Universities shake-up: Your views
A planned shake-up of higher education in England is being set out by the government.
Universities will be able to compete for some student places, be held accountable for the quality of their teaching, and be forced to provide more information about the employment prospects from particular courses.
Here lecturers and students share their views on the proposed changes.
Former student, Auste Mastaviciute, Nottingham
As a recent economics graduate I believe that increasing competition among universities would improve the quality and efficiency of education while making higher education prices lower and more competitive.
I support the opinion that universities should publish the average salary of former students, the cost of accommodation, teaching hours and satisfaction ratings from previous students.
Throughout the three years of studying at the University of Nottingham I have been very satisfied with the quality of education supplied.
I was lucky to listen to lectures read by economics professors recognised worldwide and follow up-to-date studying programmes, which I believe are very important when studying such a dynamic subject as economics.
However, I am sure that the University of Nottingham having a top 10 economics school in England ensures a good quality of education in order to sustain its reputation and popularity.
This leads me to the conclusion that more competition among universities means an increase in quality.
This shake-up will probably result in the best universities expanding, while forcing the least productive to decrease their prices or shut down, making students better off and bringing efficiency to the economy as a whole.
It is time for change. I believe students paying £9,000 in fees should have the right to quality education.
Lecturer, David Gibbs, Norwich
I am a lecturer at the University of East Anglia. I hold the position of associate tutor in law and think this shake-up is a terrible idea.
Methods for assessing teaching quality have always been unfavourable for teaching staff.
Students rarely understand the demands of teaching or research posts at university or turnaround times for marking, which can be as little as four weeks.
Creating private competition will leave public universities at an unfair advantage due to different regulations and laws. How can they say universities are not competitive?
There are over 100 universities to choose from. It will become like supermarkets in this country where you have no more than six or seven big names.
This is another Tory policy that will only favour wealthy individuals because only the good public universities will survive and private universities will only want the best.

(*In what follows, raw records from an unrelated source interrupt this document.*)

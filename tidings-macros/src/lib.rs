// These lints are triggered by darling's generated code for
// `#[darling(default)]`.
#![allow(clippy::option_if_let_else)]
#![allow(clippy::needless_continue)]

use darling::FromDeriveInput;
use proc_macro::TokenStream;
use proc_macro2::TokenStream as TokenStream2;
use quote::quote;
use syn::{DeriveInput, Ident, parse_macro_input};

/// Configuration for the `#[event(...)]` attribute.
#[derive(Debug, FromDeriveInput)]
#[darling(attributes(event), supports(struct_any, enum_any))]
struct EventArgs {
    ident: Ident,
    #[darling(default)]
    kind: Option<String>,
}

/// Returns the kind override or the type name itself.
fn default_kind(ident: &Ident, kind: Option<String>) -> String {
    kind.unwrap_or_else(|| ident.to_string())
}

/// Parse derive input with darling and render errors as tokens.
fn parse_or_error<T, F>(input: &DeriveInput, f: F) -> TokenStream2
where
    T: FromDeriveInput,
    F: FnOnce(T) -> TokenStream2,
{
    match T::from_derive_input(input) {
        Ok(args) => f(args),
        Err(err) => err.write_errors(),
    }
}

/// Derives the `DomainEvent` trait for a payload type.
///
/// The generated `KIND` is the event-type identifier handlers are registered
/// under.
///
/// # Attributes
///
/// ## Optional
/// - `kind = "name"` - Event-type identifier (default: the type name, e.g.
///   `ProductCreatedEvent`)
///
/// # Example
///
/// ```ignore
/// #[derive(DomainEvent)]
/// #[event(kind = "CustomerChandedAddressEvent")]
/// pub struct CustomerChangedAddress {
///     id: String,
///     address: Address,
/// }
/// ```
#[proc_macro_derive(DomainEvent, attributes(event))]
pub fn derive_domain_event(input: TokenStream) -> TokenStream {
    let input = parse_macro_input!(input as DeriveInput);

    derive_domain_event_impl(&input).into()
}

/// Internal entry point that returns tokens for the domain event derive.
fn derive_domain_event_impl(input: &DeriveInput) -> TokenStream2 {
    parse_or_error::<EventArgs, _>(input, |args| generate_domain_event_impl(args, input))
}

/// Generate the domain event derive implementation tokens.
fn generate_domain_event_impl(args: EventArgs, input: &DeriveInput) -> TokenStream2 {
    let type_name = &args.ident;
    let (impl_generics, ty_generics, where_clause) = input.generics.split_for_impl();

    let kind = default_kind(type_name, args.kind);
    if kind.trim().is_empty() {
        return darling::Error::custom("event kind must not be empty")
            .with_span(&input.ident)
            .write_errors();
    }

    quote! {
        impl #impl_generics ::tidings::event::DomainEvent for #type_name #ty_generics #where_clause {
            const KIND: &'static str = #kind;
        }
    }
}
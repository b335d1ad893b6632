//! Errors surfaced by [`EventDispatcher::notify`].
//!
//! Absent subscribers and unknown handlers are not errors; the only failures
//! a publisher sees are handlers that returned `Err` and handlers that were
//! registered under a key whose events carry a different payload type.
//!
//! [`EventDispatcher::notify`]: crate::dispatcher::EventDispatcher::notify

use nonempty::NonEmpty;
use thiserror::Error;

use crate::handler::HandlerError;

/// Misuse of the dispatcher detected while routing an event.
#[derive(Debug, Clone, PartialEq, Eq, Error)]
pub enum DispatchError {
    /// A handler was registered under `event_type` for a payload type other
    /// than the one that was published under that key.
    #[error(
        "handler `{handler}` registered under `{event_type}` expects `{expected}` payloads (hint: \
         register handlers under the payload's `DomainEvent::KIND`)"
    )]
    PayloadMismatch {
        event_type: String,
        handler: &'static str,
        expected: &'static str,
    },
}

/// A single handler that failed during `notify`.
#[derive(Debug, Error)]
#[error("handler #{position} (`{handler}`) failed for `{event_type}`: {source}")]
pub struct HandlerFailure {
    /// The event-type identifier being dispatched.
    pub event_type: String,
    /// Index of the handler in the registration order for `event_type`.
    pub position: usize,
    /// Type name of the failing handler.
    pub handler: &'static str,
    /// The error returned by the handler.
    #[source]
    pub source: HandlerError,
}

impl HandlerFailure {
    /// Returns the routing error if this failure was caused by misuse rather
    /// than by the handler itself.
    #[must_use]
    pub fn dispatch_error(&self) -> Option<&DispatchError> {
        self.source.downcast_ref::<DispatchError>()
    }
}

/// Error returned by `notify` when one or more handlers failed.
#[derive(Debug, Error)]
pub enum NotifyError {
    /// Fail-fast dispatch stopped at this handler; later handlers were not
    /// invoked.
    #[error("dispatch stopped: {0}")]
    Handler(#[source] HandlerFailure),
    /// Every handler ran; these are the ones that failed, in registration
    /// order.
    #[error("{} handler(s) failed while dispatching `{event_type}`", .failures.len())]
    Collected {
        event_type: String,
        failures: NonEmpty<HandlerFailure>,
    },
}

impl NotifyError {
    /// The first (or only) failure.
    #[must_use]
    pub fn first(&self) -> &HandlerFailure {
        match self {
            Self::Handler(failure) => failure,
            Self::Collected { failures, .. } => failures.first(),
        }
    }

    /// All recorded failures, in registration order.
    pub fn failures(&self) -> impl Iterator<Item = &HandlerFailure> {
        let (head, tail): (&HandlerFailure, &[HandlerFailure]) = match self {
            Self::Handler(failure) => (failure, &[][..]),
            Self::Collected { failures, .. } => (&failures.head, failures.tail.as_slice()),
        };
        std::iter::once(head).chain(tail)
    }

    /// Take ownership of the recorded failures.
    #[must_use]
    pub fn into_failures(self) -> NonEmpty<HandlerFailure> {
        match self {
            Self::Handler(failure) => NonEmpty::new(failure),
            Self::Collected { failures, .. } => failures,
        }
    }
}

Those students who have not reached their full potential by 18 will be left without any realistic opportunities.
Former student, Chris Matthews, London
The university system needs a kick up the backside and I think these proposals are a very good idea.
I studied at a university in the country's top 20 list. I paid £3,000 in tuition fees per year.
In my first year, lectures, seminars and tutorials combined came to about six or seven hours per week.
In my second year that time went up to about 10 hours per week and it stayed the same in my third year.
I didn't complain at the time about not having enough contact time but I did fill out feedback forms on particular lecturers and classes.
I always expressed my concern on this matter but it never amounted to anything. When you come straight from school you are not necessarily confident enough to voice these concerns formally.
I feel so cheated by the university system. I could have done my whole course in three terms, over one year, but it was stretched out over three because "that's the way it's always been done".
Undergraduate student, Tom Hearing, from Dorchester
I am a first year undergraduate reading earth science at Oxford University and I'm strongly opposed to this universities shake-up.
How can you fail a student who has been paying £9,000 a year for you to teach them?
If you, as an admissions tutor, have properly selected students able to complete the course, then how will students react to being failed? They will simply say "well, you didn't teach me properly."
Universities do not exist for the sole purpose of education; they are prime research facilities.
If, and this is a big if given their current actions, this government wants the UK to remain as a competitive nation in research and development, as well as in the manufacturing and even financial industries then they've got a funny way of showing it.
Law suits and a large number of dubious third class degrees will follow.
This will surely devalue our education system. I foresee a mass migration to Scotland in the next few years - there appears to be a little more sanity there.